This didn't happen in my last test run and all I did was change the module info computer plugin to inherit its version. So this is probably a threading issue. Maybe extracting this test from other TestBaseAllocator tests is causing them to run in parallel when they weren't before.

@davisusanibar
Copy link
Contributor

This failure is happening for somewhat complicated reasons: https://github.com/apache/arrow/actions/runs/6983421948/job/19004513065?pr=38876#step:6:2511

Before refactoring, the allocator used by this test would be the Netty module's DefaultAllocationManagerFactory since TestBaseAllocator lived in the Netty module. This one correctly returns a non-zero value when given a zero-allocation.

After refactoring, TestBaseAllocator lives in memory-core, and uses the dummy DefaultAllocationManagerFactory in memory-core's tests. This one however does return zero when given a zero-allocation. This might itself be a bug unrelated to the refactoring. This calls MemoryUtil.UNSAFE.allocateMemory(), which calls sun.misc.Unsafe.allocateMemory(), which is supposed to return a non-zero value.

I'm going to @ignore this test for now.

Should these allocation manager factorys return a non-zero address when the user asks for an empty allocation? I would assume so since C-allocators have this property.

@davisusanibar , did you see anything like this? @lidavidm @danepitkin , any thoughts around this?

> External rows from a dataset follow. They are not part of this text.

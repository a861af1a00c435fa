use chrono::Utc;
use shared::{EnvironmentAnalysis, EnvironmentReading, MetricLevel};

/// Badge level for air temperature (°C).
pub fn temperature_level(value: f64) -> MetricLevel {
    if value < 15.0 || value > 35.0 {
        MetricLevel::Critical
    } else if value < 18.0 || value > 30.0 {
        MetricLevel::Warning
    } else {
        MetricLevel::Ok
    }
}

/// Badge level for relative humidity (%).
pub fn humidity_level(value: f64) -> MetricLevel {
    if value < 40.0 || value > 80.0 {
        MetricLevel::Critical
    } else if value < 50.0 || value > 70.0 {
        MetricLevel::Warning
    } else {
        MetricLevel::Ok
    }
}

pub fn analyze_environment(reading: EnvironmentReading) -> EnvironmentAnalysis {
    let mut issues = Vec::new();
    let mut warnings = Vec::new();
    let mut positives = Vec::new();

    let temp = reading.temperature;
    if temp < 15.0 {
        issues.push("Temperature too low for optimal growth");
    } else if temp > 35.0 {
        issues.push("Temperature stress risk - consider cooling");
    } else if temp < 18.0 || temp > 30.0 {
        warnings.push("Temperature approaching stress levels");
    } else {
        positives.push("Temperature within optimal range");
    }

    let humidity = reading.humidity;
    if humidity < 40.0 {
        issues.push("Low humidity may cause plant stress");
    } else if humidity > 80.0 {
        issues.push("High humidity increases disease risk");
    } else if humidity < 50.0 || humidity > 70.0 {
        warnings.push("Humidity levels need monitoring");
    } else {
        positives.push("Humidity levels are appropriate");
    }

    let wind = reading.wind_speed;
    if wind > 25.0 {
        issues.push("Strong winds may damage crops");
    } else if wind < 5.0 {
        issues.push("Poor air circulation");
    } else {
        positives.push("Good air circulation");
    }

    let light = reading.light_intensity;
    if light < 400.0 {
        issues.push("Insufficient light for photosynthesis");
    } else if light > 1200.0 {
        issues.push("Excessive light may cause heat stress");
    } else if light < 600.0 || light > 1000.0 {
        warnings.push("Light levels could be optimized");
    } else {
        positives.push("Light levels are adequate");
    }

    if (reading.soil_temp - temp).abs() > 5.0 {
        warnings.push("Large temperature difference between air and soil");
    }

    let mut summary = String::from("Environmental Analysis: ");
    if !issues.is_empty() {
        summary.push_str(&format!("CRITICAL: {}. ", issues.join(". ")));
    }
    if !warnings.is_empty() {
        summary.push_str(&format!("MONITOR: {}. ", warnings.join(". ")));
    }
    if !positives.is_empty() {
        summary.push_str(&format!("GOOD: {}.", positives.join(". ")));
    }

    EnvironmentAnalysis {
        reading,
        recorded_at: Utc::now(),
        issues: issues.into_iter().map(String::from).collect(),
        warnings: warnings.into_iter().map(String::from).collect(),
        positives: positives.into_iter().map(String::from).collect(),
        temperature_level: temperature_level(temp),
        humidity_level: humidity_level(humidity),
        summary: summary.trim_end().to_string(),
    }
}

#[cfg(test)]
mod tests {
    use super::*;

    fn reading(temperature: f64, humidity: f64, wind: f64, light: f64, soil: f64) -> EnvironmentReading {
        EnvironmentReading {
            temperature,
            humidity,
            wind_speed: wind,
            light_intensity: light,
            soil_temp: soil,
        }
    }

    #[test]
    fn ideal_conditions_are_all_positive() {
        let analysis = analyze_environment(reading(24.5, 65.0, 12.0, 850.0, 22.1));
        assert!(analysis.issues.is_empty());
        assert!(analysis.warnings.is_empty());
        assert_eq!(analysis.positives.len(), 4);
        assert_eq!(analysis.temperature_level, MetricLevel::Ok);
        assert!(analysis.summary.starts_with("Environmental Analysis: GOOD:"));
    }

    #[test]
    fn issues_and_warnings_are_grouped() {
        let analysis = analyze_environment(reading(37.0, 45.0, 2.0, 700.0, 25.0));
        assert_eq!(
            analysis.issues,
            vec!["Temperature stress risk - consider cooling", "Poor air circulation"]
        );
        assert_eq!(
            analysis.warnings,
            vec![
                "Humidity levels need monitoring",
                "Large temperature difference between air and soil"
            ]
        );
        assert_eq!(analysis.temperature_level, MetricLevel::Critical);
        assert_eq!(analysis.humidity_level, MetricLevel::Warning);
        assert!(analysis.summary.contains("CRITICAL: Temperature stress risk"));
        assert!(analysis.summary.contains("MONITOR: Humidity levels need monitoring"));
        assert!(analysis.summary.ends_with("GOOD: Light levels are adequate."));
    }

    #[test]
    fn level_edges() {
        assert_eq!(temperature_level(15.0), MetricLevel::Warning);
        assert_eq!(temperature_level(18.0), MetricLevel::Ok);
        assert_eq!(humidity_level(80.0), MetricLevel::Warning);
        assert_eq!(humidity_level(80.1), MetricLevel::Critical);
    }
}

Thanks for pushing this feature, James. I am observing changes. Does this problem persist?

@jduo
Copy link
Member Author

jduo commented Nov 27, 2023

This failure is happening for somewhat complicated reasons: https://github.com/apache/arrow/actions/runs/6983421948/job/19004513065?pr=38876#step:6:2511
Before refactoring, the allocator used by this test would be the Netty module's DefaultAllocationManagerFactory since TestBaseAllocator lived in the Netty module. This one correctly returns a non-zero value when given a zero-allocation.
After refactoring, TestBaseAllocator lives in memory-core, and uses the dummy DefaultAllocationManagerFactory in memory-core's tests. This one however does return zero when given a zero-allocation. This might itself be a bug unrelated to the refactoring. This calls MemoryUtil.UNSAFE.allocateMemory(), which calls sun.misc.Unsafe.allocateMemory(), which is supposed to return a non-zero value.
I'm going to @ignore this test for now.
Should these allocation manager factorys return a non-zero address when the user asks for an empty allocation? I would assume so since C-allocators have this property.
@davisusanibar , did you see anything like this? @lidavidm @danepitkin , any thoughts around this?

Thanks for pushing this feature, James. I am observing changes. Does this problem persist?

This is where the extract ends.